— Task brief —
Output, without alteration, the first line of the entries and each line after it, stopping with the line that contains "pub fn from_rgb(colour: u32)".

Segment Start: Supplied entries

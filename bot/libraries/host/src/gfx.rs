/// Width of a Game Boy screen in pixels.
pub const SCREEN_WIDTH: u32 = 160;

/// Height of a Game Boy screen in pixels.
pub const SCREEN_HEIGHT: u32 = 144;

#[derive(Copy, Clone, Default, Debug, PartialEq, Eq)]
pub enum PixelEncoding {
    #[default]
    RGBA,
    ARGB,
    ABGR,
}

#[derive(Copy, Clone, Debug, PartialEq, Eq)]
pub enum Pixel {
    Rgb(u8, u8, u8),
    Rgba(u8, u8, u8, u8),
}

impl Pixel {
    /// Build a pixel from a packed 0xRRGGBB colour, the form the palette
    /// tables are written in.
    pub fn from_rgb(colour: u32) -> Self {
        Pixel::Rgb((colour >> 16) as u8, (colour >> 8) as u8, colour as u8)
    }

    #[inline]
    pub fn encode(self, encoding: PixelEncoding) -> u32 {
        let (r, g, b, a) = match self {
            Pixel::Rgb(r, g, b) => (r as u32, g as u32, b as u32, 255),
            Pixel::Rgba(r, g, b, a) => (r as u32, g as u32, b as u32, a as u32),
        };

        match encoding {
            PixelEncoding::RGBA => (r << 24) | (g << 16) | (b << 8) | a,
            PixelEncoding::ARGB => (a << 24) | (r << 16) | (g << 8) | b,
            PixelEncoding::ABGR => (a << 24) | (b << 16) | (g << 8) | r,
        }
    }
}

/// The four display shades of one emulator instance, brightest first,
/// as packed 0xRRGGBB colours.  Each game variant gets its own tint so
/// the instances can be told apart in the composed grid.
#[derive(Copy, Clone, Debug, PartialEq, Eq)]
pub struct Palette(pub [u32; 4]);

impl Palette {
    pub fn shade(&self, index: usize) -> Pixel {
        Pixel::from_rgb(self.0[index.min(3)])
    }
}

impl Default for Palette {
    fn default() -> Self {
        // classic DMG greens
        Palette([0xe0f8d0, 0x88c070, 0x346856, 0x081820])
    }
}

/// A rectangular bitmap of encoded pixels, used both for individual
/// instance screens and for the composed reply image.
#[derive(Clone, Default)]
pub struct Frame {
    pub width: u32,
    pub height: u32,
    pub encoding: PixelEncoding,
    pub bitmap: Vec<u32>,
}

impl Frame {
    pub fn new(width: u32, height: u32, encoding: PixelEncoding) -> Self {
        Self {
            width,
            height,
            encoding,
            bitmap: vec![0; (width * height) as usize],
        }
    }

    #[inline]
    pub fn set_pixel(&mut self, pos_x: u32, pos_y: u32, pixel: Pixel) {
        if pos_x < self.width && pos_y < self.height {
            self.bitmap[(pos_x + (pos_y * self.width)) as usize] = pixel.encode(self.encoding);
        }
    }

    #[inline]
    pub fn set_encoded_pixel(&mut self, pos_x: u32, pos_y: u32, pixel: u32) {
        if pos_x < self.width && pos_y < self.height {
            self.bitmap[(pos_x + (pos_y * self.width)) as usize] = pixel;
        }
    }

    /// Copy an already-encoded bitmap into this frame at the given
    /// position, clipping anything that falls outside.
    pub fn blit(&mut self, pos_x: u32, pos_y: u32, bitmap: &[u32], width: u32, height: u32) {
        let mut source = bitmap.iter();
        for y in pos_y..(pos_y + height) {
            for x in pos_x..(pos_x + width) {
                let Some(value) = source.next() else {
                    return;
                };
                if x < self.width && y < self.height {
                    self.bitmap[(x + (y * self.width)) as usize] = *value;
                }
            }
        }
    }

    pub fn clear(&mut self, value: Pixel) {
        let value = value.encode(self.encoding);
        self.bitmap.iter_mut().for_each(|pixel| *pixel = value);
    }

    /// Integer upscale by pixel repetition.  A factor of 0 or 1 returns
    /// the frame unchanged.
    pub fn scaled(&self, factor: u32) -> Frame {
        if factor <= 1 {
            return self.clone();
        }

        let mut scaled = Frame::new(self.width * factor, self.height * factor, self.encoding);
        for y in 0..scaled.height {
            for x in 0..scaled.width {
                let source = self.bitmap[((x / factor) + (y / factor) * self.width) as usize];
                scaled.bitmap[(x + y * scaled.width) as usize] = source;
            }
        }
        scaled
    }
}
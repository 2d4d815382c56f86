pub mod driver;
pub mod grid;

pub use crate::driver::{Lockstep, DriverOptions, MAX_WAIT, SETTLE_FRAMES};
pub use crate::grid::{compose, GridOptions};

Segment End: Supplied entries

— Output for this exercise —
filename bot/libraries/host/src/gfx.rs
/// Width of a Game Boy screen in pixels.
pub const SCREEN_WIDTH: u32 = 160;

/// Height of a Game Boy screen in pixels.
pub const SCREEN_HEIGHT: u32 = 144;

#[derive(Copy, Clone, Default, Debug, PartialEq, Eq)]
pub enum PixelEncoding {
    #[default]
    RGBA,
    ARGB,
    ABGR,
}

#[derive(Copy, Clone, Debug, PartialEq, Eq)]
pub enum Pixel {
    Rgb(u8, u8, u8),
    Rgba(u8, u8, u8, u8),
}

impl Pixel {
    /// Build a pixel from a packed 0xRRGGBB colour, the form the palette
    /// tables are written in.
    pub fn from_rgb(colour: u32) -> Self {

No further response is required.